PENDAHULUAN
1.1 Latar Belakang
Pantun meerupakan sastra lisan yang dibukukan pertama kali oleh Haji
Ibrahim Datuk Kaya Muda Riau, seorang sastrawan yang hidup sezaman dengan
Raja Ali Haji. Antologi pantun yang pertama itu berjudul Perhimpunan Pantunpantun melayu. Genre pantun merupakan genre yang paling bertahan lama.
Mengungkapkan perasaan tidak hanya dapat diceritakan dan ditulis dalam
bentuk prosa. Ungkapan parasaan pun dapat dinyatakan dalam bentuk puisi,
seperti puisi lama yang disebut pantun. Selain pantun, masih ada bentuk puisi
lama lainnya, seperti pantun kilat (karmina), talibun, seloka, gurindam, dan syair.
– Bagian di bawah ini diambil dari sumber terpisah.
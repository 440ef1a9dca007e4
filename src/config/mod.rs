use anyhow::{Context, Result};
use quick_xml::de::from_str;
use serde::Deserialize;
use std::path::Path;
use std::time::Duration;
use tracing::info;

use crate::boot::FLASH_BY_ADDR;
use crate::protocol::FirmwareVersion;

pub const DEFAULT_PORT: u16 = 80;
pub const DEFAULT_PATH: &str = "/";
pub const DEFAULT_VERSION_FILE: &str = "app.ver";
pub const DEFAULT_RAW_FILE: &str = "file.bin";

/// Version of the firmware this build runs
pub const LOCAL_VERSION: FirmwareVersion = FirmwareVersion::new(1, 0);

/// Bound on every network wait (connect, each reply segment)
pub const DEFAULT_NETWORK_TIMEOUT: Duration = Duration::from_millis(10_000);

/// One bank of the default two-bank layout, minus the trailing config sector
pub const DEFAULT_MAX_IMAGE_SIZE: u32 = 0x7_F000;

/// Where the update server lives and what it calls each file.
#[derive(Debug, Clone, PartialEq, Eq, Deserialize)]
pub struct ServerConfig {
    /// Host name or dotted address
    #[serde(rename = "@host")]
    pub host: String,
    #[serde(rename = "@port", default = "default_port")]
    pub port: u16,
    /// URL prefix, prepended verbatim to each file name
    #[serde(rename = "@path", default = "default_path")]
    pub path: String,
    #[serde(rename = "@versionFile", default = "default_version_file")]
    pub version_file: String,
    #[serde(rename = "@rom0")]
    pub rom0_file: String,
    #[serde(rename = "@rom1")]
    pub rom1_file: String,
    /// Image fetched when flashing by address instead of by slot
    #[serde(rename = "@rawFile", default = "default_raw_file")]
    pub raw_file: String,
}

fn default_port() -> u16 {
    DEFAULT_PORT
}

fn default_path() -> String {
    DEFAULT_PATH.to_string()
}

fn default_version_file() -> String {
    DEFAULT_VERSION_FILE.to_string()
}

fn default_raw_file() -> String {
    DEFAULT_RAW_FILE.to_string()
}

impl ServerConfig {
    pub fn new(
        host: impl Into<String>,
        port: u16,
        path: impl Into<String>,
        version_file: impl Into<String>,
        rom0_file: impl Into<String>,
        rom1_file: impl Into<String>,
    ) -> Self {
        Self {
            host: host.into(),
            port,
            path: path.into(),
            version_file: version_file.into(),
            rom0_file: rom0_file.into(),
            rom1_file: rom1_file.into(),
            raw_file: default_raw_file(),
        }
    }

    pub fn with_raw_file(mut self, raw_file: impl Into<String>) -> Self {
        self.raw_file = raw_file.into();
        self
    }

    /// Image name to request for a target slot.
    pub fn firmware_file(&self, slot: u8) -> &str {
        match slot {
            FLASH_BY_ADDR => &self.raw_file,
            0 => &self.rom0_file,
            _ => &self.rom1_file,
        }
    }
}

/// Engine tunables.
#[derive(Debug, Clone, PartialEq, Eq)]
pub struct EngineConfig {
    pub local_version: FirmwareVersion,
    pub network_timeout: Duration,
    pub max_image_size: u32,
}

impl Default for EngineConfig {
    fn default() -> Self {
        Self {
            local_version: LOCAL_VERSION,
            network_timeout: DEFAULT_NETWORK_TIMEOUT,
            max_image_size: DEFAULT_MAX_IMAGE_SIZE,
        }
    }
}

/// Contents of an `<ota>` config file.
#[derive(Debug, Clone)]
pub struct OtaConfig {
    pub server: ServerConfig,
    pub engine: EngineConfig,
}

#[derive(Debug, Deserialize)]
struct OtaFile {
    server: ServerConfig,
    #[serde(default)]
    engine: Option<EngineSection>,
}

#[derive(Debug, Deserialize)]
struct EngineSection {
    #[serde(rename = "@timeoutMs", default)]
    timeout_ms: Option<u64>,
    #[serde(rename = "@maxImageSize", default)]
    max_image_size: Option<u32>,
    #[serde(default)]
    current: Option<FirmwareVersion>,
}

/// Parse a config file from disk
pub fn parse_config_file(path: &Path) -> Result<OtaConfig> {
    let xml = std::fs::read_to_string(path)
        .with_context(|| format!("Failed to read config file: {}", path.display()))?;
    let config = parse_config_xml(&xml)?;
    info!(
        "Loaded config from {} (server {}:{})",
        path.display(),
        config.server.host,
        config.server.port
    );
    Ok(config)
}

/// Parse `<ota>` config XML
pub fn parse_config_xml(xml: &str) -> Result<OtaConfig> {
    let file: OtaFile = from_str(xml.trim()).context("Failed to parse <ota> config XML")?;

    let mut engine = EngineConfig::default();
    if let Some(section) = file.engine {
        if let Some(ms) = section.timeout_ms {
            engine.network_timeout = Duration::from_millis(ms);
        }
        if let Some(size) = section.max_image_size {
            engine.max_image_size = size;
        }
        if let Some(current) = section.current {
            engine.local_version = current;
        }
    }

    if file.server.host.trim().is_empty() {
        anyhow::bail!("<server> host must not be empty");
    }

    Ok(OtaConfig {
        server: file.server,
        engine,
    })
}

#[cfg(test)]
mod tests {
    use super::*;

    #[test]
    fn test_parse_full_config() {
        let xml = r#"
        <ota>
          <server host="ota.local" port="8080" path="/fw/" versionFile="app.ver"
                  rom0="rom0.bin" rom1="rom1.bin" rawFile="blob.bin"/>
          <engine timeoutMs="2500" maxImageSize="4096">
            <current major="3" minor="1"/>
          </engine>
        </ota>
        "#;

        let config = parse_config_xml(xml).unwrap();
        assert_eq!(config.server.host, "ota.local");
        assert_eq!(config.server.port, 8080);
        assert_eq!(config.server.firmware_file(0), "rom0.bin");
        assert_eq!(config.server.firmware_file(1), "rom1.bin");
        assert_eq!(config.server.firmware_file(FLASH_BY_ADDR), "blob.bin");
        assert_eq!(config.engine.network_timeout, Duration::from_millis(2500));
        assert_eq!(config.engine.max_image_size, 4096);
        assert_eq!(config.engine.local_version, FirmwareVersion::new(3, 1));
    }

    #[test]
    fn test_defaults_applied() {
        let xml = r#"<ota><server host="10.0.0.2" rom0="a.bin" rom1="b.bin"/></ota>"#;

        let config = parse_config_xml(xml).unwrap();
        assert_eq!(config.server.port, DEFAULT_PORT);
        assert_eq!(config.server.path, "/");
        assert_eq!(config.server.version_file, "app.ver");
        assert_eq!(config.server.raw_file, "file.bin");
        assert_eq!(config.engine, EngineConfig::default());
    }

    #[test]
    fn test_missing_rom_names_rejected() {
        let xml = r#"<ota><server host="10.0.0.2"/></ota>"#;
        assert!(parse_config_xml(xml).is_err());
    }

    #[test]
    fn test_configure_constructor() {
        let server = ServerConfig::new("h", 80, "/fw/", "app.ver", "rom0.bin", "rom1.bin")
            .with_raw_file("raw.bin");
        assert_eq!(server.firmware_file(FLASH_BY_ADDR), "raw.bin");
    }
}
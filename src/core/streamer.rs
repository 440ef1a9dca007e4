/// Firmware download: every body segment goes straight into flash.
use tracing::{debug, info};

use crate::boot::{Bootloader, UpgradeFlag};
use crate::core::engine::OtaEngine;
use crate::core::error::UpgradeError;
use crate::core::session::{Exit, UpgradeSession};
use crate::flash::Flash;
use crate::protocol::parse_response_head;
use crate::transport::{Transport, Watchdog};

enum Progress {
    Partial,
    Complete,
}

impl<T, W, F, B> OtaEngine<T, W, F, B>
where
    T: Transport,
    W: Watchdog,
    F: Flash,
    B: Bootloader,
{
    pub(super) fn on_firmware_data(&mut self, data: &[u8]) {
        let max_image_size = self.config.max_image_size;
        let Some(session) = self.session.as_mut() else {
            return;
        };

        match stream_segment(session, &mut self.flash, max_image_size, data) {
            Ok(Progress::Partial) => self.arm_watchdog(),
            Ok(Progress::Complete) => self.complete_download(),
            Err(e) => self.finish_upgrade(Exit::Failed(e)),
        }
    }

    /// All bytes are in: flush the writer tail, then mark the flag finished.
    fn complete_download(&mut self) {
        let Some(session) = self.session.as_mut() else {
            return;
        };
        if let Err(e) = session.writer.finish(&mut self.flash) {
            return self.finish_upgrade(Exit::Failed(e.into()));
        }

        let digest = session.digest.clone().compute();
        info!(
            "Image complete: {} bytes ending at 0x{:08X}, md5 {:x}",
            session.writer.accepted(),
            session.writer.cursor(),
            digest
        );

        match self.boot.set_upgrade_flag(UpgradeFlag::Finished) {
            Ok(()) => self.finish_upgrade(Exit::Flashed),
            Err(e) => self.finish_upgrade(Exit::Failed(e.into())),
        }
    }
}

fn stream_segment<F: Flash>(
    session: &mut UpgradeSession,
    flash: &mut F,
    max_image_size: u32,
    data: &[u8],
) -> Result<Progress, UpgradeError> {
    let (expected, body) = match session.content_len {
        Some(expected) => (expected, data),
        None => {
            let head = parse_response_head(data)?;
            let size = head.content_length;
            if size == 0 || size > max_image_size {
                return Err(UpgradeError::BadImageSize {
                    size,
                    max: max_image_size,
                });
            }
            info!("Downloading {} byte image into slot {}", size, session.slot);
            session.content_len = Some(size);
            (size, head.body)
        }
    };

    let remaining = expected - session.total_len;
    if body.len() as u64 > remaining as u64 {
        return Err(UpgradeError::BodyOverrun {
            content_len: expected,
        });
    }

    session.writer.write_chunk(flash, body)?;
    session.digest.consume(body);
    session.total_len += body.len() as u32;
    debug!("Written {}/{} bytes", session.total_len, expected);

    if session.total_len == expected {
        Ok(Progress::Complete)
    } else {
        Ok(Progress::Partial)
    }
}
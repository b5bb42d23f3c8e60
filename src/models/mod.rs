// Model exports
pub mod domain;
pub mod requests;
pub mod responses;

pub use domain::{
    Decision, Experience, PickSource, RankedExperience, ScoredExperience, ScoringWeights,
    SelectionLimits, UserPreferenceProfile, ViewedRecommendation,
};
pub use requests::{GenerateRecommendationsRequest, RecordDecisionRequest};
pub use responses::{ErrorResponse, HealthResponse, RecommendationsResponse, RecordDecisionResponse};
Pantun sudah dikenal masyarakat Indonesia sejak dahulu. Misalnya,
wawangsalan, paparikan, sisindiran, sesebred dalam masyarakat sunda; pantun
ludruk, dan gandrung dalam masyarakat jawa; serta ende-ende dalam masyarakat
Mandailing. Bahkan, di sebagian daerah Sumatra, masyarakat Minangkabau
menggunakan pantun sebagai pembuka acara di perayaan-perayaan. Selain dibaca,
pantun juga kerap dinyanyikan.
1.2 Rumusan Masalah
1.3 Tujuan
BAB II
PEMBAHASAN
2.1 Pengertian Pantun
Dalam pengertian umum, pantun merupakan salah satu bentuk sastra
rakyat yang menyuarakan nilai-nilai dan kritik budaya masyarakat. Pantun adalah
puisi asli Indonesia (Waluyo,1987:9). Pantun juga terdapat dalam beberapa sastra
daerah di Indonesia seperti parika dalam sastra jawa atau paparikan dalam
sastra sunda. Orang yang pertama kali membentangkan pikiran dari hal pantun
Indonesia ini adalah H.C. Klinkert dalam tahun 1868. Karangannya bernama De
pantuns of minnenzangen der Maleier. Sesudah itu datang Prof. Pijnapple; juga
beliau memaparkan pikirannya dari hal ini dalam tahun 1883. Pantun tepat untuk
suasana tertentu, seperti halnya juga karya seni lainnya hanya tepat untuk suasana
tertentu pula.
Menurut Surana (2001:31), pantun ialah bentuk puisi lama yang terdiri
atas 4 larik sebait berima silang (a b a b). Larik I dan II disebut sampiran, yaitu
bagian objektif. Biasanya berupa lukisan alam atau apa saja yang dapat diambil
sebagai kiasan. Larik III dan IV dinamakan isi, bagian subjektif. Sama halnya
dengan karmina, setiap larik terdiri atas 4 perkataan. Jumlah suku kata setiap larik
antara 8-12. Namun, dalam buku Bahan Ajar Sastra Rakyat (2005:70) mengatakan
bahwa:
Pantun adalah puisi melayu tradisional yang paling popular dan sering
dibincangkan. Pantun adalah ciptaan asli orang Melayu; bukan saduran atau
penyesuaian dari puisi-puisi jawa, India, cina dan sebagainya. kata pantun
mengandung arti sebagai, seperti, ibarat, umpama, atau laksana. Sedangkan dalam
Kamus Istilah Sastra (2006:173) menjelaskan bahwa:
Pantun adalah Puisi Indonesia (Melayu), tiap bait (kuplet) biasa terdiri atas empat
baris yang bersajak (a-b-a-b) tiap larik biasanya berjumlah empat kata; baris
pertama dan baris kedua biasanya tumpuan (sampiran) saja dan baris ketiga dan
keempat merupakan isi; setiap baris terdiri dari 8-12 suku kata; merupakan
peribahasa sindiran; jawab (pada tuduhan dan sebagainya)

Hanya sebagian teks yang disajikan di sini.